**Directions for this task**
Scan the entries for "match". Every line that holds it is to be copied.
**** Dataset
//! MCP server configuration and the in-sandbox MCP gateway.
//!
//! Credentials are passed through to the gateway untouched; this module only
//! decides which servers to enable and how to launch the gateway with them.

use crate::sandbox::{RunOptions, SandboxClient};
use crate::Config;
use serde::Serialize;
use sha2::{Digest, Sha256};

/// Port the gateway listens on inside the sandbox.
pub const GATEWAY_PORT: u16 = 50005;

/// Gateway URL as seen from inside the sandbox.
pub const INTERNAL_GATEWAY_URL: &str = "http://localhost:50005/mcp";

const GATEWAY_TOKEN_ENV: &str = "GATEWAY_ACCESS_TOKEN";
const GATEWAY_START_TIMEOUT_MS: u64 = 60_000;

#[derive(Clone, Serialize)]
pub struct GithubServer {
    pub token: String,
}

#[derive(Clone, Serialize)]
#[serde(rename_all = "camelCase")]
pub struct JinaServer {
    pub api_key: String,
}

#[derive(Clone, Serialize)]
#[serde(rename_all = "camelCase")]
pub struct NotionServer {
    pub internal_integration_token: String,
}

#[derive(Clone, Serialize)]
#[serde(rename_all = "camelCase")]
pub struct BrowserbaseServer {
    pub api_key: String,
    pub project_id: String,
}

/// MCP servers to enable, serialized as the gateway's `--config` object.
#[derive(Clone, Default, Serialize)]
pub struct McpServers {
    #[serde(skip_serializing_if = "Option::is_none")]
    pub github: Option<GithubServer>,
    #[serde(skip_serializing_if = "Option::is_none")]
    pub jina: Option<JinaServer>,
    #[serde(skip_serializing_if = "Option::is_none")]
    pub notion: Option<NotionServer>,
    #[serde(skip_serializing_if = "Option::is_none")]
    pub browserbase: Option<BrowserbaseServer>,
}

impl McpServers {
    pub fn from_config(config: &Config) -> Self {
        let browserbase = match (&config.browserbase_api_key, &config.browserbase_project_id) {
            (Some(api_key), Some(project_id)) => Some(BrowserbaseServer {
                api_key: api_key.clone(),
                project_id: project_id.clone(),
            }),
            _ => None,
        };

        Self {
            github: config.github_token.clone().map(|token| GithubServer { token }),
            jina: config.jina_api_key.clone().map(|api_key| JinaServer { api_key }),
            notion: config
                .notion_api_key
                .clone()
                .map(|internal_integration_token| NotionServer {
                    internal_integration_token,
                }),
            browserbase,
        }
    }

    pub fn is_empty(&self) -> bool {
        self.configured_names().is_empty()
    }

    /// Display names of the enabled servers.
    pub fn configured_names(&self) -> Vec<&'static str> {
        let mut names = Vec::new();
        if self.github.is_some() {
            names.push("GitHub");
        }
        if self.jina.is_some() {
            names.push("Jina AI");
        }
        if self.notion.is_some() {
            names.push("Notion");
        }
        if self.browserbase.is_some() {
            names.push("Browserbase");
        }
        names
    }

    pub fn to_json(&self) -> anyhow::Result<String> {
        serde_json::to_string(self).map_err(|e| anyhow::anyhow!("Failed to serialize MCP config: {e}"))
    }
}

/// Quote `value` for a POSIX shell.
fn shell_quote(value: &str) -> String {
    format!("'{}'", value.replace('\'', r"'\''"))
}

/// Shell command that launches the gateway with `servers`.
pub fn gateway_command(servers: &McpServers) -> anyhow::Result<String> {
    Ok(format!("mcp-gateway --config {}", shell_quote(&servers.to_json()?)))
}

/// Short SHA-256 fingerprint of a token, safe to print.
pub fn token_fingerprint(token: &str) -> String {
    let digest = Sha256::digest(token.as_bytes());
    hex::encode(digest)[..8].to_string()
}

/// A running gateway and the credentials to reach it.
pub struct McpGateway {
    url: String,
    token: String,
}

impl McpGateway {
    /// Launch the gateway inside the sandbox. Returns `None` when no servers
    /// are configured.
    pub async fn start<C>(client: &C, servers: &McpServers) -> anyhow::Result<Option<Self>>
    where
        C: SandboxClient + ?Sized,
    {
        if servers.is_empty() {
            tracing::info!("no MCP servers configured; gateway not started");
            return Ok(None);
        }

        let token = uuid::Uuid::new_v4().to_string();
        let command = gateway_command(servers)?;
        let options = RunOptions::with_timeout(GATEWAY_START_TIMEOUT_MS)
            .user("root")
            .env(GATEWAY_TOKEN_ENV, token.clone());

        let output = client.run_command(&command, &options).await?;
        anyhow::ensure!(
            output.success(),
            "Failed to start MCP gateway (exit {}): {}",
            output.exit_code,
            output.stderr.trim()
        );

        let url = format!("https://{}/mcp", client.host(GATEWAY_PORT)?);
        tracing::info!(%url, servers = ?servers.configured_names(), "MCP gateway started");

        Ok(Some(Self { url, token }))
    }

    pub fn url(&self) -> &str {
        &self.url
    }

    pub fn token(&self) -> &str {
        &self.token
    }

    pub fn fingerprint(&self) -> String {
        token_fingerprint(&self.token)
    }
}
********
**** Dataset
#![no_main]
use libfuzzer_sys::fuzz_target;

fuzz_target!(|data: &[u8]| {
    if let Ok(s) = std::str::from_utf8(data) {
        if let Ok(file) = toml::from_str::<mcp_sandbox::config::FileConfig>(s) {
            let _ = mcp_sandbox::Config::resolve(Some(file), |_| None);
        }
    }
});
********
**** Dataset
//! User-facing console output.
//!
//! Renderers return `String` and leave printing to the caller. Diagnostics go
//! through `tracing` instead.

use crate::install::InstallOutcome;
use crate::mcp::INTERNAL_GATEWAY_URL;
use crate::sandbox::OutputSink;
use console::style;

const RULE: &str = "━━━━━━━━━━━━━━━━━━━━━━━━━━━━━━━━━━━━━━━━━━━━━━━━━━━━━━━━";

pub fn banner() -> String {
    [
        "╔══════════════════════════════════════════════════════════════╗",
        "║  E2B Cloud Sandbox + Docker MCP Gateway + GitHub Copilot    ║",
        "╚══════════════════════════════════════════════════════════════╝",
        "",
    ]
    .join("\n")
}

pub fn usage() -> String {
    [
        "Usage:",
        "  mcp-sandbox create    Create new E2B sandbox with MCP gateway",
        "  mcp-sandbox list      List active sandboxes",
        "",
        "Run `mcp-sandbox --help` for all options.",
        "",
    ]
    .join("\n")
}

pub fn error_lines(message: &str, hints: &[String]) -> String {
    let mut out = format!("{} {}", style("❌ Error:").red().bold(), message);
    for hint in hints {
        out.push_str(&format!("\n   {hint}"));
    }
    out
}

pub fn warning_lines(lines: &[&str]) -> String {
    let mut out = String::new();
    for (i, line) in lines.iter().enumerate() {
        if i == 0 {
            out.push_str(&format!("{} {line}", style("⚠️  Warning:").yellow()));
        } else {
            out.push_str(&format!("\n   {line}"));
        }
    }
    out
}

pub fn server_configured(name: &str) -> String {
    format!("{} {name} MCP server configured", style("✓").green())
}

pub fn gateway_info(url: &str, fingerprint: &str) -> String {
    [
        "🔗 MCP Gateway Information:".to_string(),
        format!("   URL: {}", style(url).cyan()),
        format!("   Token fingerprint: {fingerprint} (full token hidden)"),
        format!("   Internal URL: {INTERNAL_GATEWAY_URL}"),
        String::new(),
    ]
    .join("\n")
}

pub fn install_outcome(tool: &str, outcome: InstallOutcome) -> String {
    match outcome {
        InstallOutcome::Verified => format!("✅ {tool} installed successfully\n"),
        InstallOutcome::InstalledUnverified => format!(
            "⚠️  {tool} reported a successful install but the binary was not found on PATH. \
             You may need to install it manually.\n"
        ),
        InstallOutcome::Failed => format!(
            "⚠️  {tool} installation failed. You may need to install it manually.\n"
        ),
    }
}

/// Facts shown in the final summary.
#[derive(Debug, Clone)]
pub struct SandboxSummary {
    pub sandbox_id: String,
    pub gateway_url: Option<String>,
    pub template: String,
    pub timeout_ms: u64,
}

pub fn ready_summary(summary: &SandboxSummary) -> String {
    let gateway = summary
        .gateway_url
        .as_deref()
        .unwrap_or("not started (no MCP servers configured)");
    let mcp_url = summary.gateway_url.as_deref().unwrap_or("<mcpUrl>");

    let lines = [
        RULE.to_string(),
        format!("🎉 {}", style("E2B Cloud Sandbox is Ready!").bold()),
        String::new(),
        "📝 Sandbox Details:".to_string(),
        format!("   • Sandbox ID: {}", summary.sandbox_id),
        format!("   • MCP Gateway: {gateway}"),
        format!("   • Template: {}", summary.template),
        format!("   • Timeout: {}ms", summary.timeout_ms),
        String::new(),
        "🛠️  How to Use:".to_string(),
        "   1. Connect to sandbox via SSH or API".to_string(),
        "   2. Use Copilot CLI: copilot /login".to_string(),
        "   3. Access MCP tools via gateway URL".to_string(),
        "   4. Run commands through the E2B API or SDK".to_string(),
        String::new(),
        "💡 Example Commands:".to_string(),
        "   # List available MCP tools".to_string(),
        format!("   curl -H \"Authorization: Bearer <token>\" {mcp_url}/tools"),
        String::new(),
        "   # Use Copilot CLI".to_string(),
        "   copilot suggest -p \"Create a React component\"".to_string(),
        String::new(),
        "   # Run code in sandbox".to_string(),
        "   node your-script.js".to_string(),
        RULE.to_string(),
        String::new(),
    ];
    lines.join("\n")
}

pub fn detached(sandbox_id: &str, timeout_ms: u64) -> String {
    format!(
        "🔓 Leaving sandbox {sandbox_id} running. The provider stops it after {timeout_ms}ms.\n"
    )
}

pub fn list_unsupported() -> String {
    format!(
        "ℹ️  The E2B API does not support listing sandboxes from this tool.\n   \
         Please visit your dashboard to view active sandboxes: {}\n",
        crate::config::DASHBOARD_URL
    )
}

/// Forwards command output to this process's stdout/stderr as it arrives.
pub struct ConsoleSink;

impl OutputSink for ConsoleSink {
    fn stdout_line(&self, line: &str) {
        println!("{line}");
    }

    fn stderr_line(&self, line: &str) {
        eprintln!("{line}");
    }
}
********
**Solution to the exercise**
        let browserbase = match (&config.browserbase_api_key, &config.browserbase_project_id) {
    match outcome {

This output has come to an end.